Brief => Each line in the entries below that holds the string "NodeId" must be copied.
Start of Task data
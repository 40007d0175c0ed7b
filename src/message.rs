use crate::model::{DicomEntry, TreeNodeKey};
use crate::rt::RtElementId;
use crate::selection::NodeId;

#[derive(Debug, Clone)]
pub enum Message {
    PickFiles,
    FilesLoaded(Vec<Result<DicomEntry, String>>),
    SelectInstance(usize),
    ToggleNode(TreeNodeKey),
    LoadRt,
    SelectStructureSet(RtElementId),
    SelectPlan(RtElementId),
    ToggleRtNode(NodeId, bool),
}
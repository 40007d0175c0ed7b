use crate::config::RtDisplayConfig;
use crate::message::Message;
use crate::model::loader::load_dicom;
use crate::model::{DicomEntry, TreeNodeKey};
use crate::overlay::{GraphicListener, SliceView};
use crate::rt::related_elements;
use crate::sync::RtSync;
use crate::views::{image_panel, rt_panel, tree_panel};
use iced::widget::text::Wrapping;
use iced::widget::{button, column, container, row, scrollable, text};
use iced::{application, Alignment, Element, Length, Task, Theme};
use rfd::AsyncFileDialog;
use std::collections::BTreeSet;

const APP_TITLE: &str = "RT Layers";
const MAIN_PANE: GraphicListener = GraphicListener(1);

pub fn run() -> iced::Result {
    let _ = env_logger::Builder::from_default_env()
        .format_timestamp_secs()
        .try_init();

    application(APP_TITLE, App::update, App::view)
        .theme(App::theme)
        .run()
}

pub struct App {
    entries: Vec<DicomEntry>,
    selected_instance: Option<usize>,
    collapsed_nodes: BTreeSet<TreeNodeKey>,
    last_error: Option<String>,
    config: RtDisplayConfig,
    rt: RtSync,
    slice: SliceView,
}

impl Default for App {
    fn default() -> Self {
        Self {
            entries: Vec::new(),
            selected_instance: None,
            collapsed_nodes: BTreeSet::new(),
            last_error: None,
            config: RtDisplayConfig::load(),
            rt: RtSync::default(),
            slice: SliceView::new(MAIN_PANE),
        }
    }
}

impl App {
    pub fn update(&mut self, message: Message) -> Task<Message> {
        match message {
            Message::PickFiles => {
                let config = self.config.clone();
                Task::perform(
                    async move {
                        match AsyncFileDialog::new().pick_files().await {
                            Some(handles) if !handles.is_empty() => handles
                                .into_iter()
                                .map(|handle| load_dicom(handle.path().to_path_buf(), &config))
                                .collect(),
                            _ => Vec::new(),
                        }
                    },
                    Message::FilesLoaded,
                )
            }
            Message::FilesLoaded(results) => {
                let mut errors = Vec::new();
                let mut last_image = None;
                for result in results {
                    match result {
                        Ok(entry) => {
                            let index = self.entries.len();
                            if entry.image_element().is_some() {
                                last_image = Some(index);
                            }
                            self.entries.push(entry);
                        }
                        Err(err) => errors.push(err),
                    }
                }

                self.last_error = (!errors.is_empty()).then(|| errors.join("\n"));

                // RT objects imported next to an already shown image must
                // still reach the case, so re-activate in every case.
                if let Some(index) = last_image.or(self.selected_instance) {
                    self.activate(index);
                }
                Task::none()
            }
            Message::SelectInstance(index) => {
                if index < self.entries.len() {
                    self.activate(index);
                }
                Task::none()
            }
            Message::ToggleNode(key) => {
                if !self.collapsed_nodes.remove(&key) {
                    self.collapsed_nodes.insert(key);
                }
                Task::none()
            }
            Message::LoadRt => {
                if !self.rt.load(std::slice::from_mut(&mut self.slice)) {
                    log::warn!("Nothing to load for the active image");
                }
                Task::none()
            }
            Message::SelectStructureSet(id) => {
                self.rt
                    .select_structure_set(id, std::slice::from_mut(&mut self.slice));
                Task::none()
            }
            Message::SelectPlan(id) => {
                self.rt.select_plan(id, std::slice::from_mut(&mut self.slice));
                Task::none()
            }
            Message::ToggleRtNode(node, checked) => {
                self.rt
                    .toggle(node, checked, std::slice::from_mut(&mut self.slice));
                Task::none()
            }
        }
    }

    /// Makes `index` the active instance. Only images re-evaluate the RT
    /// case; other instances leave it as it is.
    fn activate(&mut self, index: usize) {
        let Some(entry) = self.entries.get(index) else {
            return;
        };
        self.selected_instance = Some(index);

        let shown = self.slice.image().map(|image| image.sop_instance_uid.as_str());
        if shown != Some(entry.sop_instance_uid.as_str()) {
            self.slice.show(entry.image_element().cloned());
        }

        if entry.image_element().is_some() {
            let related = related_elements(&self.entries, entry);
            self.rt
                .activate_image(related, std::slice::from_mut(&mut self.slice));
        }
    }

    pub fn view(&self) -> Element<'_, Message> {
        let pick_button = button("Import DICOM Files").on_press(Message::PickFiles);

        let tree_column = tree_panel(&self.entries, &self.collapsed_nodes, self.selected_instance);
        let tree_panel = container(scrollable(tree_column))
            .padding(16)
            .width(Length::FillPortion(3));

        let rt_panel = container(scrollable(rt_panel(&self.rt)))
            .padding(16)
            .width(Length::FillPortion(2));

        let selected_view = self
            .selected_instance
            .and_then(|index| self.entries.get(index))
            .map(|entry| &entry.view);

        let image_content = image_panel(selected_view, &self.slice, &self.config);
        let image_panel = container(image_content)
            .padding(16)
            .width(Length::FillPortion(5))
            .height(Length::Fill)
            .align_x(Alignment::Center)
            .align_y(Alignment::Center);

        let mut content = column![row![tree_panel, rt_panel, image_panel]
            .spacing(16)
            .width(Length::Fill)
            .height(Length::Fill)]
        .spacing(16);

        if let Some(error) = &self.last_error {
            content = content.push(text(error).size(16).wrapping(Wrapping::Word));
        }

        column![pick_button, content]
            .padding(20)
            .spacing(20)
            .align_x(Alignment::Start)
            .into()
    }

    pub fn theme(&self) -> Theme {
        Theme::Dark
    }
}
End of Task data
Start of Task data
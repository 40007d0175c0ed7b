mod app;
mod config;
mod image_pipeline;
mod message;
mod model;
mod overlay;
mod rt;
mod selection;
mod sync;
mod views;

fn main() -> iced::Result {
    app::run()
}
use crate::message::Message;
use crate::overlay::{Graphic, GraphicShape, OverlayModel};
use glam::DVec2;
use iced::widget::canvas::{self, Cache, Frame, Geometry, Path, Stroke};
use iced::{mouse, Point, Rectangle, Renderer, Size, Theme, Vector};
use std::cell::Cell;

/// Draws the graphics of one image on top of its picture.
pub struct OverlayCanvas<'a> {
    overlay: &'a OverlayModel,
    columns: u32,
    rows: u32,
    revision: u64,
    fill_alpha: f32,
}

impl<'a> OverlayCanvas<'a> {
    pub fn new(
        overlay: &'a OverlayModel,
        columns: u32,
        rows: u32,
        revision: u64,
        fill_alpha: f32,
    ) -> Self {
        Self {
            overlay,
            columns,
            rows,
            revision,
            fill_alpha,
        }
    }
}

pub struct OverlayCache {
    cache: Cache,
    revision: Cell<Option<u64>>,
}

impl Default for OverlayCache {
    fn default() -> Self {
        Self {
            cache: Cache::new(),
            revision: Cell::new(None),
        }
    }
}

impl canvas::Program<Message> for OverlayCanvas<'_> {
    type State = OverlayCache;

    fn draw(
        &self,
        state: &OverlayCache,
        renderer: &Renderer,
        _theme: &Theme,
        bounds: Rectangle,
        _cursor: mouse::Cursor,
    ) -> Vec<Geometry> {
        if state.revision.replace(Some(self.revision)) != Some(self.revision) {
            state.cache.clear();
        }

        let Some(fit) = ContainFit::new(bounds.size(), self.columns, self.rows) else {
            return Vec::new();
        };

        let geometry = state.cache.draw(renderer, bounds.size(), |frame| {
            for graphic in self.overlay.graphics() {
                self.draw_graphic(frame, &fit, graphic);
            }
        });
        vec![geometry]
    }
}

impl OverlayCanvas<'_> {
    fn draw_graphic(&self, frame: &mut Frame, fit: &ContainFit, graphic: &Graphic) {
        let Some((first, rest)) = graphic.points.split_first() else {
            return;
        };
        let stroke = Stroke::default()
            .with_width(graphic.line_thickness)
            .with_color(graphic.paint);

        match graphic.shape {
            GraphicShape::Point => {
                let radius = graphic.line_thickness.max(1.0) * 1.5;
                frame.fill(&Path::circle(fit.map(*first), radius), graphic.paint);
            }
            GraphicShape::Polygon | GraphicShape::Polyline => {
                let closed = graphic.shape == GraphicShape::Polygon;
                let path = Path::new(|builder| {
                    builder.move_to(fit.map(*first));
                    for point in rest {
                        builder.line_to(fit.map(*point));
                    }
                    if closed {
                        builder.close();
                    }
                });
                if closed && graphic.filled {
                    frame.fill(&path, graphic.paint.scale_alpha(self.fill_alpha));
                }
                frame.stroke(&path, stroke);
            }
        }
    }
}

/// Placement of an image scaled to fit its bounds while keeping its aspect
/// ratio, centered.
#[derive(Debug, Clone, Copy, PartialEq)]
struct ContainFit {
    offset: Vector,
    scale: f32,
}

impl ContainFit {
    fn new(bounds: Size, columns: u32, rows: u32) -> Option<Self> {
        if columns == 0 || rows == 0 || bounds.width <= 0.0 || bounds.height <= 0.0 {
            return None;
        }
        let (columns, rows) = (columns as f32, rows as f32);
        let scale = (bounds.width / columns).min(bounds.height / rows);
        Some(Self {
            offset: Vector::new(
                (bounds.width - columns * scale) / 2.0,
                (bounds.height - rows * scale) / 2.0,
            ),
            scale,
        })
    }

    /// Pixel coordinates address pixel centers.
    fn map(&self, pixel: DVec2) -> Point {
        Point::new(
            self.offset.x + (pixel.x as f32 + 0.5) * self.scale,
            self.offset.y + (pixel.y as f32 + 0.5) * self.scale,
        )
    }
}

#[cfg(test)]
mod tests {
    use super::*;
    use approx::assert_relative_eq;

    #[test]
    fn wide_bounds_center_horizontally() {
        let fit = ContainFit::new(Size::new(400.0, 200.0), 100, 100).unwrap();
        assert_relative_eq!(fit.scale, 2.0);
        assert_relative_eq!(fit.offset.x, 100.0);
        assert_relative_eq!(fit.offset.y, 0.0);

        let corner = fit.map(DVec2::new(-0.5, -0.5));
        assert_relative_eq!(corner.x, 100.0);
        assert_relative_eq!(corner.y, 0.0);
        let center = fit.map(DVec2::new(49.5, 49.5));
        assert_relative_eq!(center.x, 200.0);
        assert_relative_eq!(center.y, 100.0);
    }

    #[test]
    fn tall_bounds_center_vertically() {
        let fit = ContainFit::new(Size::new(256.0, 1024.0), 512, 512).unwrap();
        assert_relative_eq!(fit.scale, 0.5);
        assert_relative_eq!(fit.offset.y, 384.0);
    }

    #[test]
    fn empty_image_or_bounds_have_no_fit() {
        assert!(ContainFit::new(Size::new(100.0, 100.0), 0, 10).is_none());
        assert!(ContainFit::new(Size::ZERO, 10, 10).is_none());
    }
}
End of Task data
Problem solution =>
use crate::selection::NodeId;
    ToggleRtNode(NodeId, bool),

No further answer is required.